La Maison Blanche a confirmé avoir été consultée par Israël avant les frappes.
"Le Hamas, les Houthis, tous ceux qui cherchent à terroriser non seulement Israël mais aussi les États-Unis d'Amérique, auront un prix à payer. L'enfer va se déchaîner", a déclaré Karoline Leavitt, la porte-parole de la Maison Blanche, à Fox News. "Donald Trump a clarifié que le Hamas, les Houthis, l'Iran, tous ceux qui cherchent à agir par le terrorisme contre Israël et contre les États-Unis en paieront le prix".
Le Conseil de sécurité de l'ONU se réunira aujourd'hui pour discuter de la situation. L'ambassadeur d'Israël à l'ONU, Danny Danon, a déclaré : "Il est temps que les nations du monde prennent au sérieux notre engagement à ramener les otages et à vaincre l'ennemi. Même si le Conseil de sécurité se réunit chaque jour, nous ne nous arrêterons pas avant de tous les ramener chez eux." Le Conseil de sécurité tiendra trois réunions cette semaine concernant Israël, la première ayant lieu aujourd'hui. Danon a ajouté : "Le retour aux combats est nécessaire, il n'y aura pas de calme à Gaza tant que nos otages croupissent dans des tunnels."
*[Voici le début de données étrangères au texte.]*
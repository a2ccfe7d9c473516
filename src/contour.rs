use image::{imageops, GrayImage};
use imageproc::contours::{find_contours, BorderType};
use imageproc::point::Point;
use tracing::debug;

use crate::geom::{shifted, BoundingBox};

/// Polygons with fewer points than this carry no fillable area.
pub const MIN_CONTOUR_POINTS: usize = 3;

/// Stable index of a component within one image's arena.
#[derive(Debug, Clone, Copy, PartialEq, Eq, PartialOrd, Ord, Hash)]
pub struct ComponentId(pub usize);

impl std::fmt::Display for ComponentId {
    fn fmt(&self, f: &mut std::fmt::Formatter<'_>) -> std::fmt::Result {
        write!(f, "#{}", self.0)
    }
}

/// One connected ink region, represented by its outer boundary.
#[derive(Debug, Clone, PartialEq, Eq)]
pub struct Component {
    pub id: ComponentId,
    /// Boundary points in pixel coordinates (y=0 is top of image).
    pub points: Vec<Point<i32>>,
    pub bbox: BoundingBox,
}

impl Component {
    /// Build a component from a boundary polygon.
    /// `None` for degenerate polygons (fewer than [`MIN_CONTOUR_POINTS`]).
    pub fn new(id: ComponentId, points: Vec<Point<i32>>) -> Option<Self> {
        if points.len() < MIN_CONTOUR_POINTS {
            return None;
        }
        let bbox = BoundingBox::of_points(&points)?;
        Some(Component { id, points, bbox })
    }
}

/// Number the polygons in list order, dropping degenerate ones.
pub fn into_components(polygons: Vec<Vec<Point<i32>>>) -> Vec<Component> {
    polygons
        .into_iter()
        .filter(|p| p.len() >= MIN_CONTOUR_POINTS)
        .enumerate()
        .filter_map(|(i, p)| Component::new(ComponentId(i), p))
        .collect()
}

/// Traces a binary raster into ink boundary polygons.
///
/// Degenerate polygons (fewer than 3 points) must be dropped. The order of
/// the returned list carries no meaning.
pub trait ComponentExtractor: Send + Sync {
    fn extract(&self, binary: &GrayImage) -> Vec<Vec<Point<i32>>>;
}

/// Outermost borders only; holes and anything nested inside them are ignored.
#[derive(Debug, Clone, Copy, Default)]
pub struct BorderExtractor;

impl ComponentExtractor for BorderExtractor {
    fn extract(&self, binary: &GrayImage) -> Vec<Vec<Point<i32>>> {
        // The tracer misreports ink touching the image edge, so trace inside
        // a one-pixel background frame and shift back afterwards.
        let mut framed = GrayImage::new(binary.width() + 2, binary.height() + 2);
        imageops::replace(&mut framed, binary, 1, 1);
        let contours = find_contours::<i32>(&framed);
        let total = contours.len();

        let result: Vec<Vec<Point<i32>>> = contours
            .into_iter()
            .filter(|c| c.border_type == BorderType::Outer && c.parent.is_none())
            .filter(|c| c.points.len() >= MIN_CONTOUR_POINTS)
            .map(|c| shifted(&c.points, -1, -1))
            .collect();

        debug!(traced = total, kept = result.len(), "contours");
        result
    }
}

#[cfg(test)]
mod tests {
    use super::*;
    use image::Luma;
    use imageproc::drawing::draw_filled_rect_mut;
    use imageproc::rect::Rect;

    #[test]
    fn extracts_one_polygon_per_blob() {
        let mut bw = GrayImage::new(40, 20);
        draw_filled_rect_mut(&mut bw, Rect::at(2, 2).of_size(6, 6), Luma([255]));
        draw_filled_rect_mut(&mut bw, Rect::at(20, 4).of_size(10, 8), Luma([255]));
        let polygons = BorderExtractor.extract(&bw);
        assert_eq!(polygons.len(), 2);
        let mut widths: Vec<u32> = polygons
            .iter()
            .map(|p| BoundingBox::of_points(p).unwrap().width())
            .collect();
        widths.sort();
        assert_eq!(widths, vec![6, 10]);
    }

    #[test]
    fn ink_on_every_edge_is_traced() {
        let mut bw = GrayImage::new(60, 30);
        draw_filled_rect_mut(&mut bw, Rect::at(0, 5).of_size(8, 10), Luma([255]));
        draw_filled_rect_mut(&mut bw, Rect::at(20, 0).of_size(6, 6), Luma([255]));
        draw_filled_rect_mut(&mut bw, Rect::at(20, 24).of_size(6, 6), Luma([255]));
        draw_filled_rect_mut(&mut bw, Rect::at(52, 5).of_size(8, 10), Luma([255]));
        draw_filled_rect_mut(&mut bw, Rect::at(35, 10).of_size(5, 5), Luma([255]));

        let mut boxes: Vec<BoundingBox> = BorderExtractor
            .extract(&bw)
            .iter()
            .map(|p| BoundingBox::of_points(p).unwrap())
            .collect();
        boxes.sort_by_key(|b| (b.min_x, b.min_y));
        let corners: Vec<(i32, i32, i32, i32)> = boxes
            .iter()
            .map(|b| (b.min_x, b.min_y, b.max_x, b.max_y))
            .collect();
        assert_eq!(
            corners,
            vec![
                (0, 5, 7, 14),
                (20, 0, 25, 5),
                (20, 24, 25, 29),
                (35, 10, 39, 14),
                (52, 5, 59, 14),
            ]
        );
    }

    #[test]
    fn ink_filling_the_whole_image_is_one_component() {
        let bw = GrayImage::from_pixel(12, 7, Luma([255]));
        let polygons = BorderExtractor.extract(&bw);
        assert_eq!(polygons.len(), 1);
        let b = BoundingBox::of_points(&polygons[0]).unwrap();
        assert_eq!((b.min_x, b.min_y, b.max_x, b.max_y), (0, 0, 11, 6));
    }

    #[test]
    fn holes_and_nested_blobs_are_not_components() {
        // A ring with a dot inside its hole.
        let mut bw = GrayImage::new(30, 30);
        draw_filled_rect_mut(&mut bw, Rect::at(2, 2).of_size(20, 20), Luma([255]));
        draw_filled_rect_mut(&mut bw, Rect::at(6, 6).of_size(12, 12), Luma([0]));
        draw_filled_rect_mut(&mut bw, Rect::at(10, 10).of_size(4, 4), Luma([255]));
        let polygons = BorderExtractor.extract(&bw);
        assert_eq!(polygons.len(), 1);
        assert_eq!(BoundingBox::of_points(&polygons[0]).unwrap().width(), 20);
    }

    #[test]
    fn single_pixels_are_dropped() {
        let mut bw = GrayImage::new(10, 10);
        bw.put_pixel(5, 5, Luma([255]));
        assert!(BorderExtractor.extract(&bw).is_empty());
    }

    #[test]
    fn degenerate_polygons_do_not_consume_ids() {
        let polygons = vec![
            vec![Point::new(0, 0), Point::new(1, 0)],
            vec![Point::new(0, 0), Point::new(3, 0), Point::new(3, 3)],
            vec![Point::new(5, 5), Point::new(8, 5), Point::new(8, 9), Point::new(5, 9)],
        ];
        let components = into_components(polygons);
        assert_eq!(components.len(), 2);
        assert_eq!(components[0].id, ComponentId(0));
        assert_eq!(components[1].id, ComponentId(1));
        assert_eq!(components[1].bbox.min_x, 5);
    }
}
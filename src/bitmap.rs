//! Binarization: color or gray raster → ink mask.

use image::{DynamicImage, GrayImage};
use imageproc::contrast::{otsu_level, threshold, ThresholdType};
use imageproc::filter::median_filter;
use tracing::debug;

use crate::config::{SegmentConfig, ThresholdMethod};

/// Ink pixel value in a binary raster. Background is 0.
pub const INK: u8 = 255;

/// Turns a source image into a binary raster with ink = [`INK`], background = 0.
///
/// Must be deterministic for identical input.
pub trait Binarizer: Send + Sync {
    fn binarize(&self, image: &DynamicImage) -> GrayImage;
}

/// Median denoise followed by a global threshold.
#[derive(Debug, Clone)]
pub struct ThresholdBinarizer {
    pub method: ThresholdMethod,
    pub invert: bool,
    pub denoise_radius: u32,
}

impl ThresholdBinarizer {
    pub fn from_config(config: &SegmentConfig) -> Self {
        Self {
            method: config.threshold,
            invert: config.invert,
            denoise_radius: config.denoise_radius,
        }
    }
}

impl Default for ThresholdBinarizer {
    fn default() -> Self {
        Self::from_config(&SegmentConfig::default())
    }
}

impl Binarizer for ThresholdBinarizer {
    fn binarize(&self, image: &DynamicImage) -> GrayImage {
        let mut gray = image.to_luma8();
        if self.invert {
            image::imageops::invert(&mut gray);
        }
        if self.denoise_radius > 0 {
            gray = median_filter(&gray, self.denoise_radius, self.denoise_radius);
        }

        // A flat image has no ink, whatever Otsu would pick for it.
        let (lo, hi) = gray
            .pixels()
            .fold((u8::MAX, u8::MIN), |(lo, hi), p| (lo.min(p.0[0]), hi.max(p.0[0])));
        if lo >= hi {
            debug!("uniform image ({}x{}), no ink", gray.width(), gray.height());
            return GrayImage::new(gray.width(), gray.height());
        }

        let level = match self.method {
            ThresholdMethod::Fixed(t) => t,
            ThresholdMethod::Otsu => otsu_level(&gray),
        };
        debug!(level, "threshold");

        threshold(&gray, level, ThresholdType::BinaryInverted)
    }
}

#[cfg(test)]
mod tests {
    use super::*;
    use image::Luma;
    use imageproc::drawing::draw_filled_rect_mut;
    use imageproc::rect::Rect;

    fn page_with_block() -> DynamicImage {
        let mut img = GrayImage::from_pixel(40, 20, Luma([255]));
        draw_filled_rect_mut(&mut img, Rect::at(10, 5).of_size(8, 6), Luma([0]));
        DynamicImage::ImageLuma8(img)
    }

    #[test]
    fn dark_ink_becomes_foreground() {
        let binarizer = ThresholdBinarizer {
            denoise_radius: 0,
            ..ThresholdBinarizer::default()
        };
        let bw = binarizer.binarize(&page_with_block());
        assert_eq!(bw.get_pixel(12, 7).0[0], INK);
        assert_eq!(bw.get_pixel(0, 0).0[0], 0);
        assert_eq!(bw.get_pixel(30, 15).0[0], 0);
    }

    #[test]
    fn invert_swaps_foreground() {
        let binarizer = ThresholdBinarizer {
            invert: true,
            denoise_radius: 0,
            ..ThresholdBinarizer::default()
        };
        let bw = binarizer.binarize(&page_with_block());
        assert_eq!(bw.get_pixel(12, 7).0[0], 0);
        assert_eq!(bw.get_pixel(0, 0).0[0], INK);
    }

    #[test]
    fn blank_page_has_no_ink() {
        let blank = DynamicImage::ImageLuma8(GrayImage::from_pixel(16, 16, Luma([255])));
        let bw = ThresholdBinarizer::default().binarize(&blank);
        assert!(bw.pixels().all(|p| p.0[0] == 0));
    }

    #[test]
    fn median_filter_removes_speckle() {
        let mut img = GrayImage::from_pixel(20, 20, Luma([255]));
        img.put_pixel(3, 3, Luma([0]));
        draw_filled_rect_mut(&mut img, Rect::at(10, 10).of_size(6, 6), Luma([0]));
        let bw = ThresholdBinarizer {
            method: ThresholdMethod::Fixed(128),
            invert: false,
            denoise_radius: 1,
        }
        .binarize(&DynamicImage::ImageLuma8(img));
        assert_eq!(bw.get_pixel(3, 3).0[0], 0);
        assert_eq!(bw.get_pixel(12, 12).0[0], INK);
    }
}
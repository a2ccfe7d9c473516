use thiserror::Error;

/// Errors that can occur while segmenting an image into subwords.
#[derive(Error, Debug)]
#[non_exhaustive]
pub enum SegmentError {
    /// A collaborator broke a documented contract (unknown primary id,
    /// missing classification flag, degenerate group geometry, ...).
    #[error("invariant violation: {0}")]
    InvariantViolation(String),

    #[error("invalid configuration: {0}")]
    InvalidConfig(String),

    #[error("failed to load image: {0}")]
    ImageLoad(String),

    #[error("failed to write image: {0}")]
    ImageWrite(String),

    #[error("io error: {0}")]
    Io(#[from] std::io::Error),
}

impl SegmentError {
    pub(crate) fn invariant(msg: impl Into<String>) -> Self {
        SegmentError::InvariantViolation(msg.into())
    }
}
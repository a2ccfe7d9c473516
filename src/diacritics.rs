//! Primary/secondary classification and diacritic binding.
//!
//! Both stages sit behind traits so the pipeline can run with any
//! classifier or binder that honours the same contracts. The defaults here
//! are geometric heuristics over component areas and bounding boxes.

use std::collections::BTreeMap;

use image::GrayImage;
use tracing::debug;

use crate::bitmap::INK;
use crate::contour::{Component, ComponentId};
use crate::error::SegmentError;
use crate::labels::LabelMap;

/// Labels each component as primary stroke (`true`) or diacritic (`false`).
///
/// Must return exactly one flag per component, in component order.
pub trait DiacriticClassifier: Send + Sync {
    fn classify(
        &self,
        binary: &GrayImage,
        components: &[Component],
        labels: &LabelMap,
        threshold: f64,
    ) -> Vec<bool>;
}

/// Maps every secondary component to the primary component it belongs to.
///
/// Must be total over the secondary set, and every value must be a primary.
pub trait DiacriticBinder: Send + Sync {
    fn bind(
        &self,
        labels: &LabelMap,
        components: &[Component],
        is_primary: &[bool],
    ) -> Result<SecondaryToPrimary, SegmentError>;
}

/// Secondary id → owning primary id, iterated in ascending secondary id.
#[derive(Debug, Clone, Default, PartialEq, Eq)]
pub struct SecondaryToPrimary(BTreeMap<ComponentId, ComponentId>);

impl SecondaryToPrimary {
    pub fn new() -> Self {
        Self::default()
    }

    pub fn insert(&mut self, secondary: ComponentId, primary: ComponentId) {
        self.0.insert(secondary, primary);
    }

    pub fn get(&self, secondary: ComponentId) -> Option<ComponentId> {
        self.0.get(&secondary).copied()
    }

    pub fn contains(&self, secondary: ComponentId) -> bool {
        self.0.contains_key(&secondary)
    }

    pub fn len(&self) -> usize {
        self.0.len()
    }

    pub fn is_empty(&self) -> bool {
        self.0.is_empty()
    }

    pub fn iter(&self) -> impl Iterator<Item = (ComponentId, ComponentId)> + '_ {
        self.0.iter().map(|(s, p)| (*s, *p))
    }
}

impl FromIterator<(ComponentId, ComponentId)> for SecondaryToPrimary {
    fn from_iter<I: IntoIterator<Item = (ComponentId, ComponentId)>>(iter: I) -> Self {
        SecondaryToPrimary(iter.into_iter().collect())
    }
}

/// Ink pixels owned by each component.
pub fn ink_areas(binary: &GrayImage, components: &[Component], labels: &LabelMap) -> Vec<usize> {
    let mut areas = vec![0usize; components.len()];
    for (x, y, id) in labels.owned_pixels() {
        let inked = binary.get_pixel_checked(x, y).is_some_and(|p| p.0[0] == INK);
        if inked {
            if let Some(area) = areas.get_mut(id.0) {
                *area += 1;
            }
        }
    }
    areas
}

/// Small components sharing columns with a large one are diacritics.
///
/// A component is small when its ink area is below `threshold` times the
/// largest ink area. Small components with no large component above or below
/// them (isolated marks) stay primary and form their own subword. The largest
/// component is always primary.
#[derive(Debug, Clone, Copy, Default)]
pub struct AreaRatioClassifier;

impl DiacriticClassifier for AreaRatioClassifier {
    fn classify(
        &self,
        binary: &GrayImage,
        components: &[Component],
        labels: &LabelMap,
        threshold: f64,
    ) -> Vec<bool> {
        let areas = ink_areas(binary, components, labels);
        let largest = areas.iter().copied().max().unwrap_or(0) as f64;
        let small: Vec<bool> = areas
            .iter()
            .map(|&a| (a as f64) < threshold * largest)
            .collect();

        components
            .iter()
            .enumerate()
            .map(|(i, c)| {
                if !small[i] {
                    return true;
                }
                let over_stroke = components
                    .iter()
                    .enumerate()
                    .any(|(j, other)| !small[j] && c.bbox.x_overlap(&other.bbox) > 0);
                !over_stroke
            })
            .collect()
    }
}

/// Binds each diacritic to the vertically nearest primary sharing its columns.
///
/// Ties go to the larger column overlap, then the lower id. A diacritic with
/// no column overlap binds to the primary with the nearest horizontal center.
#[derive(Debug, Clone, Copy, Default)]
pub struct NearestPrimaryBinder;

impl DiacriticBinder for NearestPrimaryBinder {
    fn bind(
        &self,
        _labels: &LabelMap,
        components: &[Component],
        is_primary: &[bool],
    ) -> Result<SecondaryToPrimary, SegmentError> {
        if is_primary.len() != components.len() {
            return Err(SegmentError::invariant(format!(
                "{} classification flags for {} components",
                is_primary.len(),
                components.len()
            )));
        }
        let primaries: Vec<&Component> = components
            .iter()
            .zip(is_primary)
            .filter(|(_, p)| **p)
            .map(|(c, _)| c)
            .collect();

        let mut binding = SecondaryToPrimary::new();
        for secondary in components.iter().zip(is_primary).filter(|(_, p)| !**p).map(|(c, _)| c) {
            let stacked = primaries
                .iter()
                .filter(|p| p.bbox.x_overlap(&secondary.bbox) > 0)
                .min_by_key(|p| {
                    (
                        p.bbox.y_gap(&secondary.bbox),
                        -p.bbox.x_overlap(&secondary.bbox),
                        p.id,
                    )
                });
            let owner = match stacked {
                Some(p) => p,
                None => {
                    let cx = secondary.bbox.center_x();
                    primaries
                        .iter()
                        .min_by(|a, b| {
                            let da = (a.bbox.center_x() - cx).abs();
                            let db = (b.bbox.center_x() - cx).abs();
                            da.total_cmp(&db).then(a.id.cmp(&b.id))
                        })
                        .ok_or_else(|| {
                            SegmentError::invariant(format!(
                                "secondary component {} has no primary to bind to",
                                secondary.id
                            ))
                        })?
                }
            };
            binding.insert(secondary.id, owner.id);
        }

        debug!(bound = binding.len(), primaries = primaries.len(), "bind diacritics");
        Ok(binding)
    }
}
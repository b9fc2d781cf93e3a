//! Core use-case services.
//!
//! # Responsibility
//! - Orchestrate repository calls into the calendar's use-cases.
//! - Keep the prompt loop decoupled from storage details.

pub mod month_calendar;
Le Pentagone a confirmé lundi que la première vague de frappes militaires américaines samedi soir a touché 30 cibles houthies à travers le Yémen, et tué des dizaines de combattants sans faire de victime civile.
Les États-Unis mènent actuellement des frappes ciblées contre les Houthis dans la capitale du Yémen, Sanaa, a rapporté Al-Masirah, une société appartenant aux Houthis, lundi soir.
Les frappes ont visé l'usine sidérurgique d'Al-Habashi, ainsi que d'autres zones situées au sud de l'enceinte présidentielle, a ajouté Al-Masirah.
Mardi, l'organisation terroriste a affirmé avoir attaqué le porte-avions USS Harry S. Truman ainsi que plusieurs navires de guerre américains en mer Rouge. Le chef des Houthis, Abdul Malik al-Houthi, a affirmé que cela avait forcé les navires de guerre américains à fuir vers la région nord de la mer Rouge.